§ **Task objective**
Transcribe, word for word and without additions, each line below from the one containing "pub async fn connect(url: &str)" through the one containing "to connect to", both ends included.

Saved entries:

*** Begin section ***

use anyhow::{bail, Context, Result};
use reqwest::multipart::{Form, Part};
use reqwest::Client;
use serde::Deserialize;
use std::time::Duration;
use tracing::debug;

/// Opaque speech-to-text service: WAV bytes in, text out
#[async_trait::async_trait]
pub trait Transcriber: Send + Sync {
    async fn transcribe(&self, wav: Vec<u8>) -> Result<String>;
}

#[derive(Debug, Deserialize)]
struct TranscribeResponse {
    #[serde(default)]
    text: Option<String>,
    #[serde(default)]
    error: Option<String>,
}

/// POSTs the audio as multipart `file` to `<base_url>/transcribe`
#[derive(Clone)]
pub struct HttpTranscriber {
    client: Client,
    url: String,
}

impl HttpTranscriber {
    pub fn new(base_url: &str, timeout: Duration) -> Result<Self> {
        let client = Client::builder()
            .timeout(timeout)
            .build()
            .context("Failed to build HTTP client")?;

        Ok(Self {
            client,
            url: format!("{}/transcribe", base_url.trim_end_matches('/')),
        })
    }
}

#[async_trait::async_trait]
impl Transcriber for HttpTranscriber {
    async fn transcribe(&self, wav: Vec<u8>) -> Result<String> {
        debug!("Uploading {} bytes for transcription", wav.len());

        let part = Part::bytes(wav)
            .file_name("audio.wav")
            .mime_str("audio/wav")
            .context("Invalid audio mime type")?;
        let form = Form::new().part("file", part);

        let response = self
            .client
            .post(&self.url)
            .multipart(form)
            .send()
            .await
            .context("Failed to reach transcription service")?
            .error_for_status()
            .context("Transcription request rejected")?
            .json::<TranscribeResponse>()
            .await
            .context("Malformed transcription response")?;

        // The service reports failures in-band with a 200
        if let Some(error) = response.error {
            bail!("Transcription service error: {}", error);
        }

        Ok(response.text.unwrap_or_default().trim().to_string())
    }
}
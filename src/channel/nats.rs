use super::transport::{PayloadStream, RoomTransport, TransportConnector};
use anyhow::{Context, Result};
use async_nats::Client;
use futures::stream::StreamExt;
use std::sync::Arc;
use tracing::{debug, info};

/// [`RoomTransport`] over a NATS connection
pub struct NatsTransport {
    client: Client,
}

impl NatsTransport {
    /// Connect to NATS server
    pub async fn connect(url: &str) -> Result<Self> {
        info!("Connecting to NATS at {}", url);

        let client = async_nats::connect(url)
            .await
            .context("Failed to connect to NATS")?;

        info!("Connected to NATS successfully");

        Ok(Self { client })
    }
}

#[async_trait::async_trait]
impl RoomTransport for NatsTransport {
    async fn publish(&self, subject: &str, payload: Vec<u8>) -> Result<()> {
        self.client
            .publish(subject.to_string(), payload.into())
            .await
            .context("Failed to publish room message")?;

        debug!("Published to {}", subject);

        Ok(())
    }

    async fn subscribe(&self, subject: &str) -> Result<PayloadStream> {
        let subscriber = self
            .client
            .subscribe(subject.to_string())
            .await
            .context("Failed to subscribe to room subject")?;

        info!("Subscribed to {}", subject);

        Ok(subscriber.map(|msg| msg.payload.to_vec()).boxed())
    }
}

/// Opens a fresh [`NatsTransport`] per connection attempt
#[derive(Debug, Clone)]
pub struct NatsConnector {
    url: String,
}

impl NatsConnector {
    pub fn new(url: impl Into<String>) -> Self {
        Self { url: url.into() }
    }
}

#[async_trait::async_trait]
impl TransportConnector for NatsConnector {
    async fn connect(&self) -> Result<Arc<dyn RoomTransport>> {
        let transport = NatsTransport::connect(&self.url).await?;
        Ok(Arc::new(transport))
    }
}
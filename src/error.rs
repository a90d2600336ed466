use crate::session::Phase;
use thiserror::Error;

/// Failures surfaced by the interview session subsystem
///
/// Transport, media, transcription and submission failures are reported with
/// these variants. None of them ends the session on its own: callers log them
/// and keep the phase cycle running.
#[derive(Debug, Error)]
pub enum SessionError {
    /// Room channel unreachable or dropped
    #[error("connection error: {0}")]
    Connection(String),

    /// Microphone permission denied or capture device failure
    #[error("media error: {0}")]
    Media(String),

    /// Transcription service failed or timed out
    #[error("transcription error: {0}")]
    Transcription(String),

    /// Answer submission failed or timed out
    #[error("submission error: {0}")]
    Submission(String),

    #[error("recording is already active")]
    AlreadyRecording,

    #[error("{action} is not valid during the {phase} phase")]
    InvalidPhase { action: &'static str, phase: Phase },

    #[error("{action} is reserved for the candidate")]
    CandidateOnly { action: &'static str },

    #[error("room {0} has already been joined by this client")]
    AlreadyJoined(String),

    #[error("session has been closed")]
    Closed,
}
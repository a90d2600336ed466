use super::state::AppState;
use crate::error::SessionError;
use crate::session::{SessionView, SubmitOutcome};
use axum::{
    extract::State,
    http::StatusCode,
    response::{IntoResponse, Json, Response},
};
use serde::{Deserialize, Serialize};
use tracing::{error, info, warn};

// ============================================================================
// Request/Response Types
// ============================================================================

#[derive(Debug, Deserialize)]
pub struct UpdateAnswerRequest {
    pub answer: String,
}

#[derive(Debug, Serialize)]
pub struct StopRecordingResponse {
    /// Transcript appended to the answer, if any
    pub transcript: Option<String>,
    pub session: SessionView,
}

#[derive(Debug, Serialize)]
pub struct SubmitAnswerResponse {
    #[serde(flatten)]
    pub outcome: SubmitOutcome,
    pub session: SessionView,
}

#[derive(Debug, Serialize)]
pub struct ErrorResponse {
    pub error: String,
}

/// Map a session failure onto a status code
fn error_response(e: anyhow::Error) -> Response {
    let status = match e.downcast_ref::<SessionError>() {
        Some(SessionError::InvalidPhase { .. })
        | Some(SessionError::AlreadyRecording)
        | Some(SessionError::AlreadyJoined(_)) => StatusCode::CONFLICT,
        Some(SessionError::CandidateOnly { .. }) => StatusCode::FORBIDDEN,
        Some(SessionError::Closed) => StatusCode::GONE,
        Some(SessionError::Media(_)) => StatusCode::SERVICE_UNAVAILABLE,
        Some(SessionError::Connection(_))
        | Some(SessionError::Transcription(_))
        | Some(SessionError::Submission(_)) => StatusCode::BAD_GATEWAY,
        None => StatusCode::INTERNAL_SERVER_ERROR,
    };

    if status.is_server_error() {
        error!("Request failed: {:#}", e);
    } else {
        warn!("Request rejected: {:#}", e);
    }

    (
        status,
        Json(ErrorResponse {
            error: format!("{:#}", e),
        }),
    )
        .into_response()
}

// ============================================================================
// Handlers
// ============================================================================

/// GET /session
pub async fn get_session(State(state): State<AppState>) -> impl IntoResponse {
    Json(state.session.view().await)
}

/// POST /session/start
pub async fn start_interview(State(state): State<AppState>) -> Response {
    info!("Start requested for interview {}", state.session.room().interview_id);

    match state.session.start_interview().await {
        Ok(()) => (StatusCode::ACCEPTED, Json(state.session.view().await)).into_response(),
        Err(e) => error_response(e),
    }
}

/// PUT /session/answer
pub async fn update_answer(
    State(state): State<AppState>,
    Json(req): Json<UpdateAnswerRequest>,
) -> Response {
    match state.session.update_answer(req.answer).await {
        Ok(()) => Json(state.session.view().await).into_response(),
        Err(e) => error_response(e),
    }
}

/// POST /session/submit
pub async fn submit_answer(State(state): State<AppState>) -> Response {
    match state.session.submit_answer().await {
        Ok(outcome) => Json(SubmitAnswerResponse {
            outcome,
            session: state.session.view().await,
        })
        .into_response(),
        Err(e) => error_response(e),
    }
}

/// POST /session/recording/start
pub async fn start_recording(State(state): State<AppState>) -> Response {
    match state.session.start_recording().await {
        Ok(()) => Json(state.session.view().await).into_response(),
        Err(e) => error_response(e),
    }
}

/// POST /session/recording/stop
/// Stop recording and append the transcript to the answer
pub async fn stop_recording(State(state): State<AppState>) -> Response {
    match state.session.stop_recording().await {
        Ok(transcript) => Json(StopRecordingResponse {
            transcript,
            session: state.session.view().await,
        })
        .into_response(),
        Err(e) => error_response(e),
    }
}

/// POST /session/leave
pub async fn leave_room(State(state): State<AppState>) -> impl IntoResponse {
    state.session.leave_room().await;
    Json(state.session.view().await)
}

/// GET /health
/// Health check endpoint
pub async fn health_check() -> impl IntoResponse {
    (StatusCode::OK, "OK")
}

*** End section ***

§ **Solution for this task**
    pub async fn connect(url: &str) -> Result<Self> {
        info!("Connecting to NATS at {}", url);

        let client = async_nats::connect(url)
            .await
            .context("Failed to connect to NATS")?;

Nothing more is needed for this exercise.